Desperate bleg: GST

I need you guys to answer a question for me.  Bill English said:

If you want to stop people spending more, put GST up, but of course that has a big impact on people, particularly on lower incomes, so it’s not a straightforward issue.

Now the first bit is a bit dodgy – putting up prices doesn’t really make people use fewer dollars, but I think I can see what he is aiming for.

But my question is “why does an increase in GST hurt low income people more”.  Try as many reasons as you can, and then one day we can look at them.

12 replies
  1. Eric Crampton
    Eric Crampton says:

    Usual argument runs as follows. Suppose initial position is 10% tax on low income, 50% on high income. One guy on 10K, other on 100K. And start by assuming all income is spent. $51K collected in income tax.
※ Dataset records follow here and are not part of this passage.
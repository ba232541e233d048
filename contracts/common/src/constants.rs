//! Protocol Constants
//!
//! Fixed-point scales, fee bounds and well-known reward slot indices.

/// Fixed-point precision
pub mod precision {
    /// Scale of the reward integral (reward per unit of stake)
    pub const INTEGRAL_SCALE: u128 = 100_000_000_000_000_000_000; // 1e20

    /// Scale of fractional parameters such as the protocol fee (1.0 = 1e18)
    pub const FEE_PRECISION: u128 = 1_000_000_000_000_000_000;

    /// Decimals every ledger amount is expressed in
    pub const STANDARD_DECIMALS: u8 = 18;
}

/// Protocol fee configuration
pub mod fees {
    use super::precision::FEE_PRECISION;

    /// Default share of distributed rewards kept by the treasury (15%)
    pub const DEFAULT_PROTOCOL_FEE: u128 = FEE_PRECISION * 15 / 100;

    /// Upper bound for the protocol fee (100%)
    pub const MAX_PROTOCOL_FEE: u128 = FEE_PRECISION;
}

/// Reward slot layout
pub mod rewards {
    /// Slot of the staking source's primary reward token
    pub const CRV_INDEX: usize = 0;

    /// Slot of the secondary canonical reward token
    pub const CVX_INDEX: usize = 1;

    /// From this pool id on, auxiliary reward pools report a wrapper token
    /// that must be unwrapped to find the real reward token
    pub const WRAPPED_EXTRA_REWARD_POOL_ID: u64 = 151;
}
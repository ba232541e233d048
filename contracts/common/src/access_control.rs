//! Access Control Module
//!
//! Role-based access control for the ledgers. Roles are plain data held in
//! one [`AccessControlState`] together with the pause flag; every check is
//! a pure predicate over that state.
//!
//! ## Key Features
//!
//! - **Role Assignments**: addresses hold one or more roles
//! - **Allow-lists**: each operation names the roles allowed to call it
//! - **Pause Flag**: suppresses external reward pulls and new deposits

use borsh::{BorshDeserialize, BorshSerialize};
use serde::{Deserialize, Serialize};

use crate::events::{EventLog, LedgerEvent};
use crate::types::{is_zero_address, Address};
use crate::{LedgerError, LedgerResult, Vec};

// ============================================================================
// Types
// ============================================================================

/// Protocol roles
#[derive(Debug, Clone, Copy, PartialEq, Eq, PartialOrd, Ord, Serialize, Deserialize, BorshSerialize, BorshDeserialize)]
pub enum Role {
    /// Owner - registers reward tokens, pauses, manages roles
    Owner,
    /// Timelocked authority - changes economic parameters
    Timelock,
    /// Borrower operations contract
    BorrowerOperations,
    /// Vessel manager contract
    VesselManager,
    /// Stability pool contract
    StabilityPool,
    /// Default pool contract
    DefaultPool,
    /// Active pool contract
    ActivePool,
}

/// Operations gated by an allow-list
#[derive(Debug, Clone, Copy, PartialEq, Eq, PartialOrd, Ord)]
pub enum Operation {
    /// Increase recorded debt of an asset
    IncreaseDebt,
    /// Decrease recorded debt of an asset
    DecreaseDebt,
    /// Send collateral out of a pool
    SendAsset,
    /// Book collateral received by a pool
    ReceivedErc20,
    /// Register or revive a reward token
    RegisterReward,
    /// Tombstone a reward token
    InvalidateReward,
    /// Change the protocol fee
    SetProtocolFee,
    /// Pause the protocol
    Pause,
    /// Unpause the protocol
    Unpause,
    /// Grant a role
    GrantRole,
    /// Revoke a role
    RevokeRole,
}

impl Operation {
    /// Roles allowed to perform this operation when no component-specific
    /// allow-list applies
    pub fn default_roles(&self) -> &'static [Role] {
        match self {
            Operation::SetProtocolFee => &[Role::Timelock],
            Operation::RegisterReward
            | Operation::InvalidateReward
            | Operation::Pause
            | Operation::Unpause
            | Operation::GrantRole
            | Operation::RevokeRole => &[Role::Owner],
            // Pool operations are gated per pool kind
            Operation::IncreaseDebt
            | Operation::DecreaseDebt
            | Operation::SendAsset
            | Operation::ReceivedErc20 => &[],
        }
    }
}

/// Role assignment for an address
#[derive(Debug, Clone, PartialEq, Eq, Serialize, Deserialize, BorshSerialize, BorshDeserialize)]
pub struct RoleAssignment {
    /// Address with the role
    pub address: Address,
    /// Assigned role
    pub role: Role,
    /// Whether assignment is active
    pub is_active: bool,
}

/// Access control state
#[derive(Debug, Clone, PartialEq, Eq, Serialize, Deserialize, BorshSerialize, BorshDeserialize)]
pub struct AccessControlState {
    /// Owner address
    pub owner: Address,
    /// Role assignments
    pub roles: Vec<RoleAssignment>,
    /// Whether the protocol is paused
    pub is_paused: bool,
}

impl AccessControlState {
    /// Create new access control state with an owner
    pub fn new(owner: Address) -> Self {
        let mut roles = Vec::new();
        roles.push(RoleAssignment {
            address: owner,
            role: Role::Owner,
            is_active: true,
        });

        Self {
            owner,
            roles,
            is_paused: false,
        }
    }

    /// Builder-style role assignment used when wiring components
    pub fn with_role(mut self, address: Address, role: Role) -> Self {
        if !has_role(&self, &address, role) {
            self.roles.push(RoleAssignment {
                address,
                role,
                is_active: true,
            });
        }
        self
    }
}

// ============================================================================
// Predicates
// ============================================================================

/// Check if address has a specific role
pub fn has_role(state: &AccessControlState, address: &Address, role: Role) -> bool {
    state
        .roles
        .iter()
        .any(|r| r.address == *address && r.role == role && r.is_active)
}

/// Check if address holds any of the allowed roles
pub fn is_authorized(state: &AccessControlState, caller: &Address, allowed: &[Role]) -> bool {
    allowed.iter().any(|role| has_role(state, caller, *role))
}

/// Check the operation's default allow-list
pub fn is_authorized_for(state: &AccessControlState, caller: &Address, operation: Operation) -> bool {
    is_authorized(state, caller, operation.default_roles())
}

/// Check if the protocol is paused
pub fn is_paused(state: &AccessControlState) -> bool {
    state.is_paused
}

/// Fail with `Unauthorized` unless `caller` holds one of `allowed`
pub fn require_authorized(
    state: &AccessControlState,
    caller: &Address,
    operation: Operation,
    allowed: &[Role],
) -> LedgerResult<()> {
    if is_authorized(state, caller, allowed) {
        Ok(())
    } else {
        Err(LedgerError::Unauthorized {
            caller: *caller,
            operation,
        })
    }
}

/// Fail with `Unauthorized` unless `caller` passes the default allow-list
pub fn require_operation(state: &AccessControlState, caller: &Address, operation: Operation) -> LedgerResult<()> {
    require_authorized(state, caller, operation, operation.default_roles())
}

// ============================================================================
// Mutations
// ============================================================================

/// Grant a role to an address
pub fn grant_role(
    state: &mut AccessControlState,
    granter: Address,
    grantee: Address,
    role: Role,
    events: &mut EventLog,
) -> LedgerResult<()> {
    require_operation(state, &granter, Operation::GrantRole)?;

    if is_zero_address(&grantee) {
        return Err(LedgerError::InvalidAddress {
            reason: "cannot grant a role to the zero address",
        });
    }

    if has_role(state, &grantee, role) {
        return Ok(()); // Already has role
    }

    state.roles.push(RoleAssignment {
        address: grantee,
        role,
        is_active: true,
    });
    events.emit(LedgerEvent::RoleGranted { account: grantee, role });
    Ok(())
}

/// Revoke a role from an address
pub fn revoke_role(
    state: &mut AccessControlState,
    revoker: Address,
    target: Address,
    role: Role,
    events: &mut EventLog,
) -> LedgerResult<()> {
    // Can't strip the owner of ownership
    if target == state.owner && role == Role::Owner {
        return Err(LedgerError::InvalidParameter {
            param: "role",
            reason: "owner role cannot be revoked",
        });
    }

    require_operation(state, &revoker, Operation::RevokeRole)?;

    let mut revoked = false;
    for r in &mut state.roles {
        if r.address == target && r.role == role && r.is_active {
            r.is_active = false;
            revoked = true;
        }
    }

    if revoked {
        events.emit(LedgerEvent::RoleRevoked { account: target, role });
    }
    Ok(())
}

/// Set the pause flag
pub fn pause(state: &mut AccessControlState, caller: Address, events: &mut EventLog) -> LedgerResult<()> {
    require_operation(state, &caller, Operation::Pause)?;
    if !state.is_paused {
        state.is_paused = true;
        events.emit(LedgerEvent::Paused { by: caller });
    }
    Ok(())
}

/// Clear the pause flag
pub fn unpause(state: &mut AccessControlState, caller: Address, events: &mut EventLog) -> LedgerResult<()> {
    require_operation(state, &caller, Operation::Unpause)?;
    if state.is_paused {
        state.is_paused = false;
        events.emit(LedgerEvent::Unpaused { by: caller });
    }
    Ok(())
}

// ============================================================================
// Tests
// ============================================================================
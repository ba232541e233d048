//! Ledger Events
//!
//! Observations emitted during execution. They are collected in an
//! [`EventLog`] owned by the emitting component, roll back together with
//! the rest of its state, and can be indexed off-chain.

use crate::access_control::Role;
use crate::types::{Address, Amount};
use crate::Vec;
use borsh::{BorshDeserialize, BorshSerialize};
use serde::{Deserialize, Serialize};

/// Event types for indexing and filtering
#[derive(Debug, Clone, Copy, PartialEq, Eq, Serialize, Deserialize, BorshSerialize, BorshDeserialize)]
#[borsh(use_discriminant = true)]
#[repr(u8)]
pub enum EventType {
    // Reward Registry Events (0x01 - 0x1F)
    RewardAdded = 0x01,
    RewardInvalidated = 0x02,
    RewardPoolUpdated = 0x03,

    // Reward Ledger Events (0x20 - 0x3F)
    UserCheckpoint = 0x20,
    RewardPaid = 0x21,
    TreasuryClaimed = 0x22,
    RewardRedirected = 0x23,
    ProtocolFeeChanged = 0x24,

    // Wrapped Token Events (0x40 - 0x5F)
    Deposited = 0x40,
    Withdrawn = 0x41,
    Transfer = 0x42,

    // Pool Ledger Events (0x60 - 0x7F)
    PoolAssetBalanceUpdated = 0x60,
    PoolDebtUpdated = 0x61,
    AssetSent = 0x62,

    // Protocol Events (0x80 - 0x9F)
    Paused = 0x80,
    Unpaused = 0x81,
    RoleGranted = 0x82,
    RoleRevoked = 0x83,
}

/// Main event enum containing all ledger events
#[derive(Debug, Clone, PartialEq, Eq, Serialize, Deserialize, BorshSerialize, BorshDeserialize)]
pub enum LedgerEvent {
    // ============ Reward Registry Events ============

    /// A reward slot became active (new slot or revived slot)
    RewardAdded {
        token: Address,
        index: u64,
        source_pool: Option<Address>,
    },

    /// A reward slot was tombstoned
    RewardInvalidated { token: Address, index: u64 },

    /// The source pool of an existing slot changed
    RewardPoolUpdated {
        token: Address,
        index: u64,
        source_pool: Address,
    },

    // ============ Reward Ledger Events ============

    /// A checkpoint ran for up to two accounts
    UserCheckpoint {
        account_a: Address,
        account_b: Address,
    },

    /// Claimed rewards were paid out
    RewardPaid {
        account: Address,
        receiver: Address,
        token: Address,
        amount: Amount,
    },

    /// Treasury fee share of one slot was paid out
    TreasuryClaimed {
        treasury: Address,
        token: Address,
        amount: Amount,
    },

    /// An account changed its claim destination
    RewardRedirected {
        account: Address,
        destination: Address,
    },

    /// Protocol fee changed
    ProtocolFeeChanged { old_fee: u128, new_fee: u128 },

    // ============ Wrapped Token Events ============

    /// Principal or deposit tokens were wrapped
    Deposited {
        caller: Address,
        receiver: Address,
        amount: Amount,
        /// True when the principal token was deposited (not a pre-deposited receipt)
        principal: bool,
    },

    /// Wrapped tokens were burned and the underlying returned
    Withdrawn {
        account: Address,
        amount: Amount,
        /// True when the principal token was returned
        unwrapped: bool,
    },

    /// Wrapped tokens moved between accounts (zero address on mint/burn)
    Transfer {
        from: Address,
        to: Address,
        amount: Amount,
    },

    // ============ Pool Ledger Events ============

    /// Recorded collateral of an asset changed
    PoolAssetBalanceUpdated {
        pool: Address,
        asset: Address,
        balance: Amount,
    },

    /// Recorded debt of an asset changed
    PoolDebtUpdated {
        pool: Address,
        asset: Address,
        debt: Amount,
    },

    /// Collateral left the pool
    AssetSent {
        pool: Address,
        to: Address,
        asset: Address,
        amount: Amount,
    },

    // ============ Protocol Events ============

    /// Emitted when the protocol is paused
    Paused { by: Address },

    /// Emitted when the protocol is unpaused
    Unpaused { by: Address },

    /// A role was granted
    RoleGranted { account: Address, role: Role },

    /// A role was revoked
    RoleRevoked { account: Address, role: Role },
}

impl LedgerEvent {
    /// Get the event type for filtering
    pub fn event_type(&self) -> EventType {
        match self {
            Self::RewardAdded { .. } => EventType::RewardAdded,
            Self::RewardInvalidated { .. } => EventType::RewardInvalidated,
            Self::RewardPoolUpdated { .. } => EventType::RewardPoolUpdated,
            Self::UserCheckpoint { .. } => EventType::UserCheckpoint,
            Self::RewardPaid { .. } => EventType::RewardPaid,
            Self::TreasuryClaimed { .. } => EventType::TreasuryClaimed,
            Self::RewardRedirected { .. } => EventType::RewardRedirected,
            Self::ProtocolFeeChanged { .. } => EventType::ProtocolFeeChanged,
            Self::Deposited { .. } => EventType::Deposited,
            Self::Withdrawn { .. } => EventType::Withdrawn,
            Self::Transfer { .. } => EventType::Transfer,
            Self::PoolAssetBalanceUpdated { .. } => EventType::PoolAssetBalanceUpdated,
            Self::PoolDebtUpdated { .. } => EventType::PoolDebtUpdated,
            Self::AssetSent { .. } => EventType::AssetSent,
            Self::Paused { .. } => EventType::Paused,
            Self::Unpaused { .. } => EventType::Unpaused,
            Self::RoleGranted { .. } => EventType::RoleGranted,
            Self::RoleRevoked { .. } => EventType::RoleRevoked,
        }
    }

    /// Serialize event to bytes for storage/transmission
    pub fn to_bytes(&self) -> Vec<u8> {
        borsh::to_vec(self).unwrap_or_default()
    }

    /// Deserialize event from bytes
    pub fn from_bytes(bytes: &[u8]) -> Option<Self> {
        borsh::from_slice(bytes).ok()
    }
}

/// Event log for collecting events during execution
#[derive(Debug, Clone, Default, PartialEq, Eq)]
pub struct EventLog {
    events: Vec<LedgerEvent>,
}

impl EventLog {
    /// Create a new empty event log
    pub fn new() -> Self {
        Self { events: Vec::new() }
    }

    /// Emit an event (add to log)
    pub fn emit(&mut self, event: LedgerEvent) {
        self.events.push(event);
    }

    /// Get all events
    pub fn events(&self) -> &[LedgerEvent] {
        &self.events
    }

    /// Take ownership of all events
    pub fn into_events(self) -> Vec<LedgerEvent> {
        self.events
    }

    /// Filter events by type
    pub fn filter_by_type(&self, event_type: EventType) -> Vec<&LedgerEvent> {
        self.events
            .iter()
            .filter(|e| e.event_type() == event_type)
            .collect()
    }

    /// Most recent event, if any
    pub fn last(&self) -> Option<&LedgerEvent> {
        self.events.last()
    }

    /// Check if any events were emitted
    pub fn has_events(&self) -> bool {
        !self.events.is_empty()
    }

    /// Get number of events
    pub fn len(&self) -> usize {
        self.events.len()
    }

    /// Returns true if nothing was emitted
    pub fn is_empty(&self) -> bool {
        self.events.is_empty()
    }

    /// Clear all events
    pub fn clear(&mut self) {
        self.events.clear();
    }
}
To get that in GST, you need a 46% GST. Rich guy moves from $50K in tax to $46; poor guy from $1K to $4.6K. Of course, that can be neutralized by having some low income rebates.

  2. Matt Nolan
    Matt Nolan says:

    @Eric Crampton

    @Eric Crampton

    I completely agree here – the movement from a progressive to a flat tax is the argument I would have run with as well (as we assume we have a given level of progressivity BECAUSE the proportional loss of income hurts lower income people more).

    I’m interested in seeing if there are any *additional* arguments regarding how a GST increase could hurt people on a low income more.

  3. Bill Bennett
    Bill Bennett says:

    The argument I saw when GST was introduced in Australia is poor people tend to spend a higher proportion of their after tax dollars on things that attract GST. In contrast, rich people who can save a proportion of their money don’t have to pay tax on that proportion.

    I’m not saying I buy that line of logic.

    But there is another more plausible argument. A seriously rich person like James Packer probably doesn’t pay any GST because most of his purchases are, somewhere along the way, GST deductible. This wouldn’t apply to Kenny who cleans the toilets on Melbourne Cup day.

  4. Nick Rowe
    Nick Rowe says:

    Following from Bill Bennett:

    If we define “poor” as people having low current income (as opposed to low permanent income), then the poor will have a higher average propensity to consume. GST taxes consumption, whereas income taxes tax current income.

    The logic is good, given the definition, but I’m not sure I would buy the definition.

  5. Samuel Konkin
    Samuel Konkin says:

    The problem with Bill Bennett’s analysis is that saving is deferred consumption, and there are numerous studies that show, over a lifetime, consumption of income is largely constant as a percentage regardless of total income.

  6. Eric Crampton
    Eric Crampton says:

    @Matt: Best next argument is that the rich disproportionately spend money abroad, where it does not attract GST. The money you spend on holidays jetting out to Hawaii, etc. Not the airfare, of course, but the money you spend while there. Or, that the rich just enjoy sitting on piles of money that they never ever spend (muhwah hahahahahaha, etc).

  7. Keith Ng
    Keith Ng says:

    Diminishing marginal utility of money? Say, a reduction in purchasing power of $500 for someone on $20k may cost them a pair of shoes, two GP visits and a Christmas hamper (cheap Christmas hamper? I dunno how much they cost), while $2500 for someone on $100k may mean no new laptop or a crappier hi-fi.

    It’s an issue with flat tax rather than GST specifically, but there you go.

  8. steve
    steve says:

    yes ,def diminishing marginal utility of consumption. richer consumers pay relatively less tax (in terms of utility) under a GST only scheme. i.e. the drop in utility by increasing GST is greater for lower level consumers because their marginal utility is higher. therefore it punisheds the poor. that’s a great argument for a progressive tax over a flat tax (like GST), thanks keith.